==== Record extracts

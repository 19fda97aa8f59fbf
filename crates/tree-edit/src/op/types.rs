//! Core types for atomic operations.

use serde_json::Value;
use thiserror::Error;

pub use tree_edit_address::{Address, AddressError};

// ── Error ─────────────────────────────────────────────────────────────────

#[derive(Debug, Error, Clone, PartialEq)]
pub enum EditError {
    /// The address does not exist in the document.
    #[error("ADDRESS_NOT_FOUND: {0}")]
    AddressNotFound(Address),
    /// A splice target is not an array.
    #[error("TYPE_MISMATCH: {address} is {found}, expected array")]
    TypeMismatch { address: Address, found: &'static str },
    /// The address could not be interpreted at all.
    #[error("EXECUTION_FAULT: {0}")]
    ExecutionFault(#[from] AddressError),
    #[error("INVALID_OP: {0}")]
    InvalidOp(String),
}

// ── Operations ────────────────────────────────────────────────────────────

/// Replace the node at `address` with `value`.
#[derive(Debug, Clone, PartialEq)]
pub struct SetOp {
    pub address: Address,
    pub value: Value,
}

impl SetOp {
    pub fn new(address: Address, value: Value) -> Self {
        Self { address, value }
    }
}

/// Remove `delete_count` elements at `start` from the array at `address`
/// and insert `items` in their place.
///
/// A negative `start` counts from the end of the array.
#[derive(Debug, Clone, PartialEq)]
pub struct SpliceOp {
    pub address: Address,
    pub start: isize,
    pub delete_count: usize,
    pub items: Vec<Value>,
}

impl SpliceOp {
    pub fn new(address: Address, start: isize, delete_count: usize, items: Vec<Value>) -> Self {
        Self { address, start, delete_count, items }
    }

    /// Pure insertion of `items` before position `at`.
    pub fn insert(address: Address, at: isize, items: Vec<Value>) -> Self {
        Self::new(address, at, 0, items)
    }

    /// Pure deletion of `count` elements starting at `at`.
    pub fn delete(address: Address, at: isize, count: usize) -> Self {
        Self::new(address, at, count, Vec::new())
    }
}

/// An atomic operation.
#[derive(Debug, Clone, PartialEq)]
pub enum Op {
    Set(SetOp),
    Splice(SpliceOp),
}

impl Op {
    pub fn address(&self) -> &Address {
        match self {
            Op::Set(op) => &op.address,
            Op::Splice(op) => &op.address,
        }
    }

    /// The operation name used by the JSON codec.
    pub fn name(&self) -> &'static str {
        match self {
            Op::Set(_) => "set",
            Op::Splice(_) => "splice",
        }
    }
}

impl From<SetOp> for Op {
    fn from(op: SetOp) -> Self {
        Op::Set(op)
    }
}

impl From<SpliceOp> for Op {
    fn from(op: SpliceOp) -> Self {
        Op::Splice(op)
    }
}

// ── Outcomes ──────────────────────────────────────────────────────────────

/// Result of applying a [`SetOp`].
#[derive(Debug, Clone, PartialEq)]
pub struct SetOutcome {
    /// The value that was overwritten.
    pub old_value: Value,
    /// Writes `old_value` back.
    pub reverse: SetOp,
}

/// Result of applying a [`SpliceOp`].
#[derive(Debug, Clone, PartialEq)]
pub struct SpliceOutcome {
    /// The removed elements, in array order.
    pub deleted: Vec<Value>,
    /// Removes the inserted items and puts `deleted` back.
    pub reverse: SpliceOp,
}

========

— About this exercise —
Please print, exactly and with nothing else, the lines from the first line of the entries through the line containing "of the array.".

— Response area —
repository 19fda97aa8f59fbf
filename crates/tree-edit/src/op/types.rs
//! Core types for atomic operations.

use serde_json::Value;
use thiserror::Error;

pub use tree_edit_address::{Address, AddressError};

// ── Error ─────────────────────────────────────────────────────────────────

#[derive(Debug, Error, Clone, PartialEq)]
pub enum EditError {
    /// The address does not exist in the document.
    #[error("ADDRESS_NOT_FOUND: {0}")]
    AddressNotFound(Address),
    /// A splice target is not an array.
    #[error("TYPE_MISMATCH: {address} is {found}, expected array")]
    TypeMismatch { address: Address, found: &'static str },
    /// The address could not be interpreted at all.
    #[error("EXECUTION_FAULT: {0}")]
    ExecutionFault(#[from] AddressError),
    #[error("INVALID_OP: {0}")]
    InvalidOp(String),
}

// ── Operations ────────────────────────────────────────────────────────────

/// Replace the node at `address` with `value`.
#[derive(Debug, Clone, PartialEq)]
pub struct SetOp {
    pub address: Address,
    pub value: Value,
}

impl SetOp {
    pub fn new(address: Address, value: Value) -> Self {
        Self { address, value }
    }
}

/// Remove `delete_count` elements at `start` from the array at `address`
/// and insert `items` in their place.
///
/// A negative `start` counts from the end of the array.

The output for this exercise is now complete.